You have to know that this guy is a cut up! About two weeks before the wedding I received a message on my phone with a picture of the two of them in front of the courthouse holding a copy of the marriage license. He included the message, “This should make it legal for us to at least go to third base!” I messaged back. “Don’t even go to the ballpark!!”
So a couple weeks later, when the ceremony was over and the bride and groom had gone out into the foyer I told that story to the congregation. Of course, everyone laughed. Then I announced the reception which the bride and groom had arranged to be a very simple, and short event. Then I said, “I don’t know why they want this thing to be over so fast. I have no idea where they are in such a hurry to get to. I guess they are going to the Ballpark! That really brought the house down. That evening he posted on the City On A Hill Facebook page. Bases loaded. Runner on third!!
We have all had a good time telling the story and laughing about it together. And even though we laughed, we all recognized that it really is about a very serious subject. Why wait until marriage to have sex?
It seems that our secular culture has gone so far beyond that concept that to most people today it sounds ridiculous to even suggest abstinence before marriage. They say things like, “Well you don’t buy a pair of shoes without trying them on do you?” Recently, I came across a quote from a young woman who said, “How can you ever know if you could last with a man if you haven’t had sex with him? I mean sex is such a huge part of the relationship.” On and on the rationalizations and justifications go.
So let me mention just a couple of very good reasons to save sex for the life-long commitment of marriage.
1. Because it is how God says it should be done.
Now that should be enough for a Christ follower right there. The Bible has a word for sex outside the boundaries of marriage. Fornication.
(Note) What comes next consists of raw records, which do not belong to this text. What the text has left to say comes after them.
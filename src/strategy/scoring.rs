use crate::indicators::{atr, bollinger, ema, macd, rsi};
use crate::models::{Candle, Direction, IndicatorSnapshot};

/// Score magnitude treated as full scale when mapping to confidence.
const SCORE_FULL_SCALE: f64 = 9.0;
/// Confidence is capped below 100: the rule set is heuristic, never certain.
const MAX_CONFIDENCE: f64 = 96.0;

/// Tolerance factors for the Bollinger break rules: a price within 0.1%
/// of a band counts as a break.
const LOWER_BAND_TOLERANCE: f64 = 1.001;
const UPPER_BAND_TOLERANCE: f64 = 0.999;

const VOLUME_SURGE_RATIO: f64 = 2.5;
const HAMMER_BODY_RATIO: f64 = 0.3;

/// Scored market read for one instrument at one instant.
#[derive(Debug, Clone)]
pub struct MarketAnalysis {
    pub price: f64,
    pub score: i32,
    pub confidence: f64,
    pub indicators: IndicatorSnapshot,
    pub reasons: Vec<String>,
}

/// Score a candle series by summing independent rule contributions.
///
/// Returns `None` when fewer than `min_candles` bars are available —
/// callers skip the instrument for this cycle. Positive scores favor a
/// long entry, negative scores a short one.
pub fn score_candles(candles: &[Candle], min_candles: usize) -> Option<MarketAnalysis> {
    if candles.len() < min_candles {
        return None;
    }

    let closes: Vec<f64> = candles.iter().map(|c| c.close).collect();
    let volumes: Vec<f64> = candles.iter().map(|c| c.volume).collect();
    let price = *closes.last()?;

    let rsi_value = rsi(&closes, 14);
    let (macd_line, macd_signal) = macd(&closes);
    let ema20 = ema(&closes, 20);
    let ema50 = ema(&closes, 50);
    let bands = bollinger(&closes, 20);
    let atr_value = atr(candles, 14);

    let volume_tail = &volumes[volumes.len().saturating_sub(20)..];
    let avg_volume = volume_tail.iter().sum::<f64>() / volume_tail.len() as f64;
    let volume_ratio = if avg_volume > 0.0 {
        volumes.last()? / avg_volume
    } else {
        1.0
    };

    let mut score: i32 = 0;
    let mut reasons = Vec::new();

    if rsi_value < 25.0 {
        score += 3;
        reasons.push(format!("RSI deeply oversold at {:.0}", rsi_value));
    } else if rsi_value < 32.0 {
        score += 2;
        reasons.push(format!("RSI in the buy zone at {:.0}", rsi_value));
    } else if rsi_value > 75.0 {
        score -= 3;
        reasons.push(format!("RSI deeply overbought at {:.0}", rsi_value));
    } else if rsi_value > 68.0 {
        score -= 2;
        reasons.push(format!("RSI in the sell zone at {:.0}", rsi_value));
    }

    if macd_line > macd_signal && macd_line > 0.0 {
        score += 2;
        reasons.push("MACD strongly bullish".to_string());
    } else if macd_line > macd_signal {
        score += 1;
        reasons.push("MACD turning up".to_string());
    } else if macd_line < macd_signal && macd_line < 0.0 {
        score -= 2;
        reasons.push("MACD strongly bearish".to_string());
    } else if macd_line < macd_signal {
        score -= 1;
        reasons.push("MACD turning down".to_string());
    }

    if price > ema20 && ema20 > ema50 {
        score += 1;
        reasons.push("EMA uptrend stack".to_string());
    } else if price < ema20 && ema20 < ema50 {
        score -= 1;
        reasons.push("EMA downtrend stack".to_string());
    }

    if price < bands.lower * LOWER_BAND_TOLERANCE {
        score += 2;
        reasons.push("Lower Bollinger band break".to_string());
    } else if price > bands.upper * UPPER_BAND_TOLERANCE {
        score -= 2;
        reasons.push("Upper Bollinger band break".to_string());
    }

    if volume_ratio > VOLUME_SURGE_RATIO {
        score += 1;
        reasons.push(format!("Volume surge x{:.1}", volume_ratio));
    }

    // Hammer-like bar: small close-to-close body against a long wick,
    // closing up.
    let body = (closes[closes.len() - 1] - closes[closes.len() - 2]).abs();
    let last = &candles[candles.len() - 1];
    let wick = last.high - last.low;
    if wick > 0.0 && body / wick < HAMMER_BODY_RATIO && closes[closes.len() - 1] > closes[closes.len() - 2]
    {
        score += 1;
        reasons.push("Hammer candle".to_string());
    }

    let confidence = (score.abs() as f64 / SCORE_FULL_SCALE * 100.0).min(MAX_CONFIDENCE);

    Some(MarketAnalysis {
        price,
        score,
        confidence,
        indicators: IndicatorSnapshot {
            rsi: rsi_value,
            macd: macd_line,
            ema20,
            ema50,
            bb_upper: bands.upper,
            bb_lower: bands.lower,
            atr: atr_value,
            volume_ratio,
        },
        reasons,
    })
}

/// Entry direction for a scored analysis, or `None` below the score or
/// confidence thresholds.
pub fn entry_direction(
    score: i32,
    confidence: f64,
    min_score: i32,
    min_confidence: f64,
) -> Option<Direction> {
    let direction = if score >= min_score {
        Direction::Long
    } else if score <= -min_score {
        Direction::Short
    } else {
        return None;
    };

    if confidence < min_confidence {
        return None;
    }

    Some(direction)
}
In Scripture it is never presented in a positive light but is always something that distorts the purpose of God for the sexual act.
2. It reduces the chances of satisfaction in a later marriage.
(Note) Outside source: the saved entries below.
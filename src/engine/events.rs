use chrono::{DateTime, Utc};
use serde::Serialize;
use std::collections::VecDeque;

#[derive(Debug, Clone, Copy, PartialEq, Eq, Serialize)]
#[serde(rename_all = "lowercase")]
pub enum EventLevel {
    Info,
    Success,
    Trade,
    Warn,
    Error,
}

#[derive(Debug, Clone, Serialize)]
pub struct EventLogEntry {
    pub at: DateTime<Utc>,
    pub message: String,
    pub level: EventLevel,
}

/// Newest-first bounded event feed for the status surface.
pub struct EventLog {
    entries: VecDeque<EventLogEntry>,
    capacity: usize,
}

impl EventLog {
    pub fn new(capacity: usize) -> Self {
        Self {
            entries: VecDeque::new(),
            capacity,
        }
    }

    pub fn push(&mut self, level: EventLevel, message: impl Into<String>) {
        self.entries.push_front(EventLogEntry {
            at: Utc::now(),
            message: message.into(),
            level,
        });
        if self.entries.len() > self.capacity {
            self.entries.pop_back();
        }
    }

    /// Up to `n` most recent entries, newest first.
    pub fn recent(&self, n: usize) -> Vec<EventLogEntry> {
        self.entries.iter().take(n).cloned().collect()
    }

    pub fn len(&self) -> usize {
        self.entries.len()
    }

    pub fn is_empty(&self) -> bool {
        self.entries.is_empty()
    }
}

#[cfg(test)]
mod tests {
    use super::*;

    #[test]
    fn test_newest_first_ordering() {
        let mut log = EventLog::new(10);
        log.push(EventLevel::Info, "first");
        log.push(EventLevel::Trade, "second");

        let recent = log.recent(10);
        assert_eq!(recent[0].message, "second");
        assert_eq!(recent[1].message, "first");
    }

    #[test]
    fn test_capacity_evicts_oldest() {
        let mut log = EventLog::new(3);
        for i in 0..5 {
            log.push(EventLevel::Info, format!("event {}", i));
        }

        assert_eq!(log.len(), 3);
        let recent = log.recent(10);
        assert_eq!(recent[0].message, "event 4");
        assert_eq!(recent[2].message, "event 2");
    }

    #[test]
    fn test_recent_truncates() {
        let mut log = EventLog::new(100);
        for i in 0..10 {
            log.push(EventLevel::Info, format!("event {}", i));
        }
        assert_eq!(log.recent(4).len(), 4);
    }
}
Contrary to what the girl said about not knowing if you could live happily with the other person if you didn’t have sex with him before, all of the good research reveals exactly the opposite! Couples who live together before marriage consistently report less happiness and satisfaction in their marriage than couples that didn’t live together before marriage.
In fact Dr. Laura Schlessinger in her book Ten Stupid Things Women Do to Mess Up Their Lives, includes living with a man before marriage as one of the top ten!
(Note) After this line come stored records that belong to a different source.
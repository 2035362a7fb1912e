//! Structural validation of `MANIFESTPARAMS`.
//!
//! Manifest conditions are matched by an external manifest matcher; the engine only checks
//! that the section is well formed and collects the identifiers it binds, so that identifier
//! uniqueness can be enforced across the whole template.

use serde_json::{Map, Value};

use crate::{template::pattern::OR_SEPARATOR, Result};

const LOOKFOR: &str = "LOOKFOR";
const RETURN: &str = "RETURN";
const BASEPATH: &str = "BASEPATH";
const SEARCHPATH: &str = "SEARCHPATH";

const TAG_EXISTS: &str = "TAGEXISTS";
const TAG_NOT_EXISTS: &str = "TAGNOTEXISTS";
const TAG_VALUE_MATCH: &str = "TAGVALUEMATCH";
const TAG_VALUE_NO_MATCH: &str = "TAGVALUENOMATCH";
const LOOKFOR_KEYS: [&str; 4] = [TAG_EXISTS, TAG_NOT_EXISTS, TAG_VALUE_MATCH, TAG_VALUE_NO_MATCH];

/// A validated `MANIFESTPARAMS` section.
#[derive(Debug, Clone, PartialEq)]
pub struct ManifestSpec {
    params: Value,
    return_ids: Vec<String>,
}

impl ManifestSpec {
    /// Validates a raw `MANIFESTPARAMS` value.
    ///
    /// # Arguments
    ///
    /// * `template` - Template name, for error messages
    /// * `params` - The raw section
    ///
    /// # Errors
    ///
    /// Returns [`crate::Error::Template`] if the section violates any structural rule.
    pub fn parse(template: &str, params: Value) -> Result<Self> {
        let Value::Object(root) = &params else {
            return Err(template_error!(template, "MANIFESTPARAMS must be an object"));
        };

        if let Some(basepath) = root.get(BASEPATH) {
            let Value::String(basepath) = basepath else {
                return Err(template_error!(template, "BASEPATH must be a string"));
            };
            if basepath.contains(" AND ") {
                return Err(template_error!(template, "AND cannot be used within BASEPATH"));
            }
        }

        if let Some(searchpath) = root.get(SEARCHPATH) {
            if !searchpath.is_object() {
                return Err(template_error!(template, "SEARCHPATH must be an object"));
            }
            if searchpath.to_string().contains(" AND ") {
                return Err(template_error!(
                    template,
                    "AND cannot be used within SEARCHPATH"
                ));
            }
        }

        let mut return_ids = Vec::new();
        check_level(template, root, &mut return_ids)?;

        Ok(ManifestSpec { params, return_ids })
    }

    /// The raw section, for the manifest matcher.
    #[must_use]
    pub fn params(&self) -> &Value {
        &self.params
    }

    /// Identifiers bound by the section's `RETURN` entries.
    #[must_use]
    pub fn return_ids(&self) -> &[String] {
        &self.return_ids
    }
}

fn check_level(template: &str, level: &Map<String, Value>, ids: &mut Vec<String>) -> Result<()> {
    if let Some(lookfor) = level.get(LOOKFOR) {
        check_lookfor(template, lookfor)?;
    }
    if let Some(returns) = level.get(RETURN) {
        check_return(template, returns, ids)?;
    }

    for (key, value) in level {
        if key == LOOKFOR || key == RETURN {
            continue;
        }
        match value {
            Value::Object(child) => check_level(template, child, ids)?,
            Value::Array(items) => {
                for item in items {
                    if let Value::Object(child) = item {
                        check_level(template, child, ids)?;
                    }
                }
            }
            _ => {}
        }
    }
    Ok(())
}

/// Returns the string values of a LOOKFOR option, which may be a string or a list of strings.
fn option_values<'v>(template: &str, key: &str, value: &'v Value) -> Result<Vec<&'v str>> {
    match value {
        Value::String(s) => Ok(vec![s.as_str()]),
        Value::Array(items) => items
            .iter()
            .map(|item| {
                item.as_str()
                    .ok_or_else(|| template_error!(template, "{} must be list or string", key))
            })
            .collect(),
        _ => Err(template_error!(template, "{} must be list or string", key)),
    }
}

fn is_exported_tag(condition: &str) -> bool {
    let tag = condition.split('=').next().unwrap_or_default().trim();
    tag.split(':').nth(1) == Some("exported")
}

fn check_lookfor(template: &str, lookfor: &Value) -> Result<()> {
    let Value::Object(lookfor) = lookfor else {
        return Err(template_error!(template, "LOOKFOR element must be an object"));
    };

    if lookfor.contains_key(RETURN) {
        return Err(template_error!(
            template,
            "LOOKFOR object cannot have RETURN sub-key"
        ));
    }
    if let Some(key) = lookfor.keys().find(|k| !LOOKFOR_KEYS.contains(&k.as_str())) {
        return Err(template_error!(template, "Unrecognised LOOKFOR key {}", key));
    }
    if lookfor.is_empty() {
        return Err(template_error!(template, "No valid LOOKFOR keyword(s)"));
    }

    for (key, value) in lookfor {
        let values = option_values(template, key, value)?;
        for condition in values {
            match key.as_str() {
                TAG_EXISTS if condition.contains(' ') => {
                    return Err(template_error!(
                        template,
                        "TAGEXISTS must only specify name of tag"
                    ));
                }
                TAG_NOT_EXISTS | TAG_VALUE_NO_MATCH if condition.contains(OR_SEPARATOR) => {
                    return Err(template_error!(template, "{} cannot have \"OR\"", key));
                }
                TAG_VALUE_MATCH if is_exported_tag(condition) && condition.contains(OR_SEPARATOR) => {
                    return Err(template_error!(
                        template,
                        "Exported tag cannot match on more than one value"
                    ));
                }
                _ => {}
            }
        }
    }
    Ok(())
}

fn check_return(template: &str, returns: &Value, ids: &mut Vec<String>) -> Result<()> {
    let values = match returns {
        Value::String(s) => vec![s.as_str()],
        Value::Array(items) => items
            .iter()
            .map(|item| {
                item.as_str()
                    .ok_or_else(|| template_error!(template, "RETURN element must be a string"))
            })
            .collect::<Result<Vec<_>>>()?,
        _ => {
            return Err(template_error!(
                template,
                "RETURN element must be list or string"
            ))
        }
    };

    for value in values {
        let parts: Vec<&str> = value.split(" AS ").collect();
        if parts.len() != 2 {
            return Err(template_error!(
                template,
                "RETURN element must have unique \"AS\" identifier"
            ));
        }
        let id = parts[1].trim();
        if !id.starts_with('@') {
            return Err(template_error!(
                template,
                "RETURN \"AS\" identifier must begin with \"@\""
            ));
        }
        ids.push(id.to_string());
    }
    Ok(())
}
The divorce rate among couples who lived together before marriage compared to those who didn’t live together is higher. You just don’t do yourself any favors by putting the cart before the horse and doing it your way rather than God’s way.
3. The Risks of Sexually Transmitted Disease.
In our day and time this is a very big issue. STD’s are at an all-time high and they are increasingly resistant to treatment. I remember the story of a boy who asked his Grandfather what he had used back in his day to protect against STD’s. The Granddad held up his ring finger and replied, “A wedding band.” Not bad advice from a wise man.
Well there it is. Wait till you get married then go to the ball park, load up the bases, step up to the plate and hit a Grand Slam! As you trot about the diamond, sing to yourself that grand old song, “Take Me Out To the Ball-Game!” You’ll enjoy your experience at the park much more.